Mr. Gaskin was at the time speaking at the South American country’s Private Sector Commission (PSC) sponsored O&G Seminar held at Duke Lodge in Kingston, Georgetown.
He told those gathered for the opening of the seminar that the information being peddled in the public domain by sections of the local media, particularly as it relates to the Production Sharing Agreement (PSA) the country has signed with ExxonMobil Guyana, “is selective and misleading.”
According to the Business Minister, “I have no problem with us looking at agreements signed by other countries and us learning from them but let’s look at the whole picture and not just the parts where we are getting less than the other country.”
That Ghanaian contract was signed in January of this year and comes on the heels of last September’s ruling by the International Tribunal for the Law of the Sea in favour of that country in its dispute with its neighbour; the Ivory Coast.
He reminded that Guyana’s case with Venezuela has only just been referred to the International Court of Justice. “These are important considerations when entering into a long-term, large-scale investment agreement,” he said.
Mr.

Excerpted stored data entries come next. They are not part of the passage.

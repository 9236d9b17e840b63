use crate::cpu::Machine;
use std::fmt;
use std::time::Duration;

/// End-of-run statistics. Time blocked on console input is excluded from
/// the compute time the frequency estimate is based on.
#[derive(Debug, Clone, PartialEq)]
pub struct RunReport {
    pub cycles: u64,
    pub wall: Duration,
    pub io_wait: Duration,
    pub sp_max: u32,
    pub sp_min: Option<u32>,
}

impl RunReport {
    pub fn new(machine: &Machine, wall: Duration) -> Self {
        Self {
            cycles: machine.cycles,
            wall,
            io_wait: machine.mem.io_wait(),
            sp_max: machine.regs.sp_max(),
            sp_min: machine.regs.sp_min(),
        }
    }

    pub fn compute(&self) -> Duration {
        self.wall.saturating_sub(self.io_wait)
    }

    /// Emulated clock rate in kHz; 0 when no compute time was measured.
    pub fn frequency_khz(&self) -> f64 {
        let secs = self.compute().as_secs_f64();
        if secs > 0.0 {
            (self.cycles as f64 / 1000.0) / secs
        } else {
            0.0
        }
    }

    pub fn deepest_stack(&self) -> u32 {
        self.sp_min
            .map_or(0, |min| self.sp_max.saturating_sub(min))
    }
}

impl fmt::Display for RunReport {
    fn fmt(&self, f: &mut fmt::Formatter<'_>) -> fmt::Result {
        writeln!(f, "Cycle Count: {}", self.cycles)?;
        writeln!(f, "Frequency: {:.2} KHz", self.frequency_khz())?;
        writeln!(f, "Total time: {:.6}", self.wall.as_secs_f64())?;
        writeln!(f, "Compute time: {:.6}", self.compute().as_secs_f64())?;
        writeln!(f, "I/O wait time: {:.6}", self.io_wait.as_secs_f64())?;
        writeln!(f, "Max SP: 0x{:x}", self.sp_max)?;
        match self.sp_min {
            Some(min) => writeln!(f, "Min SP: 0x{min:x}")?,
            None => writeln!(f, "Min SP: n/a")?,
        }
        write!(f, "Deepest Stack: 0x{:x}", self.deepest_stack())
    }
}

Gaskin noted too, “Guyana has a royalty and production sharing type of agreement, while Ghana has a royalty and taxation model.”
Guyana is set to receive a 2% royalty and 50% of profit oil while Ghana receives a 10% royalty and a 35% corporation tax on profit.
Mr. Gaskin told the Guyanese business leaders “prior to this agreement, the other oil companies had been paying a 5% royalty.”
He noted too that Ghana also has Petroleum Exploration and Production Legislation that gives Government a 10% to 15% stake in oil production companies subject to payment of their share of operating expenses.
In Guyana’s case, “Our Petroleum Act has no such provision,” he reminded.
Ghana did not receive a signing bonus and ExxonMobil will recover its costs over a ten year period under that arrangement with the African nation. Meanwhile, Guyana received an US$18M signing bonus and ExxonMobil is set to recover its cost over a five year period, after which, the revenue Guyana earns from oil production will go up.
These were among some of the glaring differences in context between the two countries that are not being presented to the public by critics that point to a higher royalty paid elsewhere such as Ghana, according to Mr. Gaskin.